#### EXERCISE
Filter these records by the string "PathBuf", copying each line that holds it.

-------

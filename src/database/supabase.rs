use chrono::{DateTime, SecondsFormat, Utc};
use reqwest::{header::{HeaderMap, HeaderValue, AUTHORIZATION, CONTENT_TYPE}, Client, RequestBuilder};
use serde_json::Value;
use tracing::debug;
use url::Url;

use crate::error::{Result, SyncError};
use crate::models::{FinraUpdate, MetricRecord, StoredMetric, METRICS_TABLE};
use super::MetricsStore;

/// PostgREST client for the hosted `stock_metrics` table
pub struct SupabaseClient {
    client: Client,
    rest_url: Url,
}

impl SupabaseClient {
    /// Create a client for the project at `url` authenticated with `key`
    pub fn new(url: &str, key: &str) -> Result<Self> {
        let mut headers = HeaderMap::new();
        let key_value = HeaderValue::from_str(key)
            .map_err(|_| SyncError::Config("SUPABASE_KEY contains invalid header characters".to_string()))?;
        let bearer = HeaderValue::from_str(&format!("Bearer {}", key))
            .map_err(|_| SyncError::Config("SUPABASE_KEY contains invalid header characters".to_string()))?;
        headers.insert("apikey", key_value);
        headers.insert(AUTHORIZATION, bearer);
        headers.insert(CONTENT_TYPE, HeaderValue::from_static("application/json"));
        headers.insert("Prefer", HeaderValue::from_static("return=representation"));

        let client = Client::builder()
            .timeout(std::time::Duration::from_secs(30))
            .user_agent("stock-metrics/0.1")
            .default_headers(headers)
            .build()?;

        let mut rest_url = Url::parse(url)?;
        rest_url
            .path_segments_mut()
            .map_err(|_| SyncError::Config(format!("SUPABASE_URL cannot carry a path: {}", url)))?
            .pop_if_empty()
            .extend(["rest", "v1", METRICS_TABLE]);

        Ok(Self { client, rest_url })
    }

    async fn execute(&self, request: RequestBuilder) -> Result<Vec<Value>> {
        let response = request.send().await?;

        if !response.status().is_success() {
            let status = response.status().as_u16();
            let body = response.text().await.unwrap_or_default();
            return Err(SyncError::Api { status, body });
        }

        let body = response.text().await?;
        if body.trim().is_empty() {
            return Ok(Vec::new());
        }
        match serde_json::from_str::<Value>(&body)? {
            Value::Array(rows) => Ok(rows),
            Value::Null => Ok(Vec::new()),
            other => Ok(vec![other]),
        }
    }
}

/// PostgREST filter value for a timestamp bound, e.g. `2025-07-11T00:00:00Z`
fn filter_timestamp(ts: DateTime<Utc>) -> String {
    ts.to_rfc3339_opts(SecondsFormat::Secs, true)
}

#[async_trait::async_trait]
impl MetricsStore for SupabaseClient {
    async fn insert_metric(&self, record: &MetricRecord) -> Result<Vec<StoredMetric>> {
        debug!("POST {} ({})", self.rest_url, record.ticker);

        let rows = self.execute(self.client.post(self.rest_url.clone()).json(record)).await?;
        rows.into_iter()
            .map(|row| serde_json::from_value(row).map_err(SyncError::from))
            .collect()
    }

    async fn update_finra(
        &self,
        ticker: &str,
        from: DateTime<Utc>,
        to: DateTime<Utc>,
        update: &FinraUpdate,
    ) -> Result<usize> {
        let mut url = self.rest_url.clone();
        url.query_pairs_mut()
            .append_pair("ticker", &format!("eq.{}", ticker))
            .append_pair("timestamp", &format!("gte.{}", filter_timestamp(from)))
            .append_pair("timestamp", &format!("lt.{}", filter_timestamp(to)));

        debug!("PATCH {}", url);

        let rows = self.execute(self.client.patch(url).json(update)).await?;
        Ok(rows.len())
    }
}
use anyhow::{Context, Result};
use chrono::NaiveDate;
use clap::{Parser, Subcommand};
use std::path::{Path, PathBuf};
use std::process::ExitCode;
use tracing::error;

use stock_metrics::api::{ApiRateLimiter, YahooClient};
use stock_metrics::database;
use stock_metrics::models::Config;
use stock_metrics::reconcile::{run_filing_job, FilingJobStatus};
use stock_metrics::snapshot::SnapshotJob;
use stock_metrics::utils::{init_logging, parse_date_arg, today_utc};

/// Stock metrics collector and FINRA short interest reconciler
#[derive(Parser)]
#[command(name = "stock-metrics")]
#[command(version)]
#[command(about = "Snapshot stock metrics into stock_metrics and reconcile FINRA short interest filings")]
#[command(long_about = "
Two batch jobs against the stock_metrics table:

  snapshot  fetch 30 days of history + key statistics per ticker, derive
            volatility / spike flags / days-to-cover and insert one row each
  finra     load the FINRA short interest file (pipe-delimited) and write the
            filing values onto every row from settlement date + 1 to today

Connection settings come from SUPABASE_URL and SUPABASE_KEY (a .env file is
read if present). Use --local-db to work against a local SQLite file instead.

Examples:
  stock-metrics snapshot
  stock-metrics --tickers GME,AMC snapshot
  stock-metrics finra --file ~/Downloads/shrt20250715.csv
  stock-metrics --local-db metrics.db finra --today 20250713
")]
struct Cli {
    /// Enable debug logging
    #[arg(long, short = 'v', global = true)]
    verbose: bool,

    /// Use a local SQLite database instead of the hosted datastore
    #[arg(long, global = true, value_name = "PATH")]
    local_db: Option<PathBuf>,

    /// Comma separated ticker list overriding TICKERS / the built-in watchlist
    #[arg(long, short = 't', global = true, value_delimiter = ',')]
    tickers: Vec<String>,

    #[command(subcommand)]
    command: Command,
}

#[derive(Subcommand)]
enum Command {
    /// Fetch market data and insert one metrics row per ticker
    Snapshot,

    /// Apply FINRA short interest filings to existing metrics rows
    Finra {
        /// Filing file (defaults to FINRA_FILE_NAME in the download directory)
        #[arg(long, short = 'f')]
        file: Option<PathBuf>,

        /// Last day to update, YYYYMMDD or YYYY-MM-DD (defaults to today, UTC)
        #[arg(long, value_parser = parse_date_arg)]
        today: Option<NaiveDate>,
    },
}

#[tokio::main]
async fn main() -> ExitCode {
    let cli = Cli::parse();
    init_logging(cli.verbose);

    match run(cli).await {
        Ok(code) => code,
        Err(e) => {
            error!("{:#}", e);
            eprintln!("❌ {:#}", e);
            ExitCode::FAILURE
        }
    }
}

async fn run(cli: Cli) -> Result<ExitCode> {
    let mut config = Config::from_env(cli.local_db.clone()).context("Configuration error")?;
    if !cli.tickers.is_empty() {
        config = config.with_tickers(cli.tickers.clone()).context("Configuration error")?;
    }

    match cli.command {
        Command::Snapshot => run_snapshot(&config).await,
        Command::Finra { file, today } => {
            let path = config.filing_path_or(file.as_deref());
            run_finra(&config, &path, today.unwrap_or_else(today_utc)).await
        }
    }
}

async fn run_snapshot(config: &Config) -> Result<ExitCode> {
    let store = database::connect(&config.datastore)
        .await
        .context("Failed to open datastore")?;
    let provider = YahooClient::new(&config.market_data_base_url)
        .and_then(|client| client.with_cookie_url(&config.market_data_cookie_url))
        .context("Failed to build market-data client")?;
    let job = SnapshotJob::new(
        &provider,
        store.as_ref(),
        ApiRateLimiter::new(config.ticker_delay_ms),
        config.history_period_days,
    );

    let summary = job.run(&config.tickers).await;

    println!("\n📈 Processing complete!");
    println!("✅ Successful: {}", summary.successful);
    println!("❌ Failed: {}", summary.failed);
    println!("📊 Total: {}", summary.total);

    // Partial failure is still a completed run
    Ok(ExitCode::SUCCESS)
}

async fn run_finra(config: &Config, path: &Path, today: NaiveDate) -> Result<ExitCode> {
    let status = run_filing_job(path, &config.tickers, &config.datastore, today)
        .await
        .context("Failed to open datastore")?;

    if let FilingJobStatus::Completed(summary) = &status {
        println!("\n✅ FINRA data processing completed.");
        println!("✅ Days updated: {} ({} rows)", summary.days_updated, summary.rows_updated);
        println!("⚠️ Days without matching rows: {}", summary.days_without_match);
        println!("❌ Failed updates: {}", summary.days_failed);
    }

    Ok(if status.is_success() { ExitCode::SUCCESS } else { ExitCode::FAILURE })
}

-------

#### REPLY
use std::path::{Path, PathBuf};
    local_db: Option<PathBuf>,
        file: Option<PathBuf>,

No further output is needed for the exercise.